Some semiconductor devices, such as modern CPUs, have a so-called “accelerated state” (also known as “turbo” state), in which the clock frequency of the semiconductor device is increased for a limited amount of time, with the supply voltage of the semiconductor device being increased in line with the increase in clock frequency. In this state, due to the increased supply voltage, the frequency of ring oscillator circuit arrangements is increased as well. Comparisons between measurements taken while in the accelerated state and measurements taken outside the accelerated state may therefore introduce errors in the determination of the device-specific supply voltage. For example, the control apparatus may be configured to take into account the activation of an accelerated state of the semiconductor device in the determination of the device-specific supply voltage of the semiconductor device based on the measurement data. This can be done via different mechanisms—by comparing samples of measurement data generated during the activation of the accelerated state only with other samples of measurement data generated during the activation of the accelerated state, or by discarding the samples of measurement data generated during the activation of the accelerated state. In other words, the control apparatus may be configured to discard measurement data gathered during the activation of an accelerated state of the semiconductor device, or to preempt the semiconductor device from activating the accelerated state while the measurement data is gathered. Accordingly, the method may comprise discarding 212 measurement data gathered during the activation of an accelerated state of the semiconductor device or preempting 214 the semiconductor device from activating the accelerated state while the measurement data is gathered.
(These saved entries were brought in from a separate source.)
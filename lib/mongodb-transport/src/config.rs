use std::{fmt, str::FromStr};

use geoevent_config::{ConfigurationError, GenericConfiguration};
use snafu::{ResultExt as _, Snafu};

/// Configuration key for the store server address.
pub const HOST_KEY: &str = "mongodb.host";

/// Configuration key for the store server port.
pub const PORT_KEY: &str = "mongodb.port";

/// Configuration key for the logical database to bind.
pub const DATABASE_NAME_KEY: &str = "mongodb.database_name";

/// Configuration key for the authentication principal.
pub const USER_NAME_KEY: &str = "mongodb.user_name";

/// Configuration key for the authentication secret.
pub const PASSWORD_KEY: &str = "mongodb.password";

/// Configuration key for the target collection.
pub const COLLECTION_NAME_KEY: &str = "mongodb.collection_name";

/// Configuration key for the write acknowledgement level.
pub const WRITE_ACKNOWLEDGEMENT_KEY: &str = "mongodb.write_acknowledgement";

pub(crate) const DEFAULT_HOST: &str = "localhost";
pub(crate) const DEFAULT_PORT: u16 = 27017;
pub(crate) const DEFAULT_DATABASE_NAME: &str = "db";
pub(crate) const DEFAULT_COLLECTION_NAME: &str = "GeoEvents";

/// A transport configuration error.
#[derive(Debug, Snafu)]
#[snafu(context(suffix(false)))]
pub enum TransportConfigError {
    /// A property could not be read from the configuration source.
    #[snafu(display("Failed to read transport configuration: {}", source))]
    Lookup {
        /// Error source.
        source: ConfigurationError,
    },

    /// The port is outside of the valid TCP port range.
    #[snafu(display("Invalid value for '{}': port must be between 1 and 65535, got {}.", PORT_KEY, port))]
    InvalidPort {
        /// Configured port.
        port: i64,
    },

    /// A property that must name something was empty.
    #[snafu(display("Invalid value for '{}': must not be empty.", key))]
    EmptyValue {
        /// Key of the empty property.
        key: &'static str,
    },

    /// The write acknowledgement level is not one the store understands.
    #[snafu(display(
        "Invalid value for '{}': unknown write acknowledgement level '{}'.",
        WRITE_ACKNOWLEDGEMENT_KEY,
        value
    ))]
    UnknownWriteAcknowledgement {
        /// Configured value.
        value: String,
    },
}

/// Write acknowledgement level.
///
/// The durability guarantee requested from the store for each insert. Names follow the store's named write concerns,
/// and are parsed case-insensitively (legacy aliases such as `safe` and `fsync_safe` are accepted).
#[derive(Clone, Copy, Debug, Eq, Hash, PartialEq)]
pub enum WriteAcknowledgement {
    /// Fire-and-forget: the store does not acknowledge writes (`w: 0`).
    Unacknowledged,

    /// Acknowledged by the primary (`w: 1`).
    Acknowledged,

    /// Acknowledged by two members of the replica set (`w: 2`).
    W2,

    /// Acknowledged by three members of the replica set (`w: 3`).
    W3,

    /// Acknowledged by the primary after being written to its journal (`w: 1, j: true`).
    Journaled,

    /// Acknowledged by a majority of the replica set (`w: "majority"`).
    Majority,
}

impl WriteAcknowledgement {
    /// Returns the canonical name of this level.
    pub const fn as_str(&self) -> &'static str {
        match self {
            Self::Unacknowledged => "unacknowledged",
            Self::Acknowledged => "acknowledged",
            Self::W2 => "w2",
            Self::W3 => "w3",
            Self::Journaled => "journaled",
            Self::Majority => "majority",
        }
    }
}

impl fmt::Display for WriteAcknowledgement {
    fn fmt(&self, f: &mut fmt::Formatter<'_>) -> fmt::Result {
        f.write_str(self.as_str())
    }
}

impl FromStr for WriteAcknowledgement {
    type Err = TransportConfigError;

    fn from_str(s: &str) -> Result<Self, Self::Err> {
        match s.trim().to_ascii_lowercase().as_str() {
            "unacknowledged" | "normal" | "none" | "errors_ignored" => Ok(Self::Unacknowledged),
            "acknowledged" | "safe" | "w1" => Ok(Self::Acknowledged),
            "w2" => Ok(Self::W2),
            "w3" => Ok(Self::W3),
            "journaled" | "journal_safe" | "fsynced" | "fsync_safe" => Ok(Self::Journaled),
            "majority" | "replicas_safe" => Ok(Self::Majority),
            _ => Err(TransportConfigError::UnknownWriteAcknowledgement { value: s.to_string() }),
        }
    }
}

/// Authentication credentials.
///
/// The password is never included in the `Debug` representation.
#[derive(Clone, Default, Eq, PartialEq)]
pub struct Credentials {
    user_name: String,
    password: String,
}

impl Credentials {
    /// Creates a new `Credentials`.
    pub fn new(user_name: impl Into<String>, password: impl Into<String>) -> Self {
        Self {
            user_name: user_name.into(),
            password: password.into(),
        }
    }

    /// Returns the user name.
    pub fn user_name(&self) -> &str {
        &self.user_name
    }

    /// Returns the password.
    pub fn password(&self) -> &str {
        &self.password
    }

    /// Returns `true` if both a user name and a password are set.
    ///
    /// Authentication is only attempted with complete credentials: a user name on its own is ignored.
    pub fn is_complete(&self) -> bool {
        !self.user_name.is_empty() && !self.password.is_empty()
    }
}

impl fmt::Debug for Credentials {
    fn fmt(&self, f: &mut fmt::Formatter<'_>) -> fmt::Result {
        f.debug_struct("Credentials")
            .field("user_name", &self.user_name)
            .field("password", &if self.password.is_empty() { "" } else { "<redacted>" })
            .finish()
    }
}

/// Network location of the store.
#[derive(Clone, Debug, Eq, Hash, PartialEq)]
pub struct Endpoint {
    host: String,
    port: u16,
}

impl Endpoint {
    /// Creates a new `Endpoint`.
    pub fn new(host: impl Into<String>, port: u16) -> Self {
        Self {
            host: host.into(),
            port,
        }
    }

    /// Returns the host.
    pub fn host(&self) -> &str {
        &self.host
    }

    /// Returns the port.
    pub const fn port(&self) -> u16 {
        self.port
    }
}

impl fmt::Display for Endpoint {
    fn fmt(&self, f: &mut fmt::Formatter<'_>) -> fmt::Result {
        write!(f, "{}:{}", self.host, self.port)
    }
}

/// MongoDB outbound transport configuration.
///
/// An immutable snapshot: a transport reads a complete `MongoOutboundConfiguration` and applies it as a whole, never
/// field by field.
#[derive(Clone, Debug, Eq, PartialEq)]
pub struct MongoOutboundConfiguration {
    endpoint: Endpoint,
    database_name: String,
    credentials: Credentials,
    collection_name: String,
    write_acknowledgement: Option<WriteAcknowledgement>,
}

impl MongoOutboundConfiguration {
    /// Creates a new `MongoOutboundConfiguration` from the given configuration.
    ///
    /// Every property is optional, and falls back to its default when missing. Names and credentials are read as
    /// text even when they look like numbers.
    ///
    /// # Errors
    ///
    /// If a property is present but has the wrong type or an invalid value, an error is returned.
    pub fn from_configuration(config: &GenericConfiguration) -> Result<Self, TransportConfigError> {
        let port = config.try_get_typed::<i64>(PORT_KEY).context(Lookup)?;
        let port = match port {
            None => DEFAULT_PORT,
            Some(port) => u16::try_from(port)
                .ok()
                .filter(|port| *port != 0)
                .ok_or(TransportConfigError::InvalidPort { port })?,
        };

        let write_acknowledgement = config
            .try_get_string(WRITE_ACKNOWLEDGEMENT_KEY)
            .context(Lookup)?
            .filter(|value| !value.trim().is_empty())
            .map(|value| value.parse::<WriteAcknowledgement>())
            .transpose()?;

        Ok(Self {
            endpoint: Endpoint::new(required_name(config, HOST_KEY, DEFAULT_HOST)?, port),
            database_name: required_name(config, DATABASE_NAME_KEY, DEFAULT_DATABASE_NAME)?,
            credentials: Credentials::new(
                config.try_get_string(USER_NAME_KEY).context(Lookup)?.unwrap_or_default(),
                config.try_get_string(PASSWORD_KEY).context(Lookup)?.unwrap_or_default(),
            ),
            collection_name: required_name(config, COLLECTION_NAME_KEY, DEFAULT_COLLECTION_NAME)?,
            write_acknowledgement,
        })
    }

    /// Returns the store endpoint.
    pub const fn endpoint(&self) -> &Endpoint {
        &self.endpoint
    }

    /// Returns the name of the database to bind.
    pub fn database_name(&self) -> &str {
        &self.database_name
    }

    /// Returns the authentication credentials.
    pub const fn credentials(&self) -> &Credentials {
        &self.credentials
    }

    /// Returns the name of the collection events are inserted into.
    pub fn collection_name(&self) -> &str {
        &self.collection_name
    }

    /// Returns the write acknowledgement level, if one was configured.
    ///
    /// `None` means the store client's own default applies.
    pub const fn write_acknowledgement(&self) -> Option<WriteAcknowledgement> {
        self.write_acknowledgement
    }
}

impl Default for MongoOutboundConfiguration {
    fn default() -> Self {
        Self {
            endpoint: Endpoint::new(DEFAULT_HOST, DEFAULT_PORT),
            database_name: DEFAULT_DATABASE_NAME.to_string(),
            credentials: Credentials::default(),
            collection_name: DEFAULT_COLLECTION_NAME.to_string(),
            write_acknowledgement: None,
        }
    }
}

fn required_name(
    config: &GenericConfiguration, key: &'static str, default: &str,
) -> Result<String, TransportConfigError> {
    let value = config
        .try_get_string(key)
        .context(Lookup)?
        .unwrap_or_else(|| default.to_string());

    if value.trim().is_empty() {
        return Err(TransportConfigError::EmptyValue { key });
    }

    Ok(value)
}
Another technique for improving the validity and usefulness of the measurement data is to abstract from the use of single samples of measurement data, e.g., by determining the average or median over multiple samples of measurement data. In other words, the measurement data may comprise a plurality of samples of measurement data. The control apparatus may be configured to determine a median or average of samples, and to determine the device-specific supply voltage based on the median or average of samples. Accordingly, the method may comprise determining 216 a median or average of samples and determining the device-specific supply voltage based on the median or average of samples. The averaging or selecting of the median may be applied at different levels of granularity. For example, averaging or selection of a median may be performed over multiple samples of the same measurement circuit. Alternatively or additionally, averaging or selection of a median may be performed over multiple samples of different measurement circuits (e.g., across samples of different ring oscillator circuit arrangements). As will become evident in the following, in some cases, a difference may be calculated between samples that are based on the first and second ring oscillator circuit arrangement of a pair of ring oscillator circuit arrangements. The averaging or selection of a median may be performed over multiple differences between the samples. All of these techniques can be combined, e.g., such that averages or median values are determined based on other averaged or median values.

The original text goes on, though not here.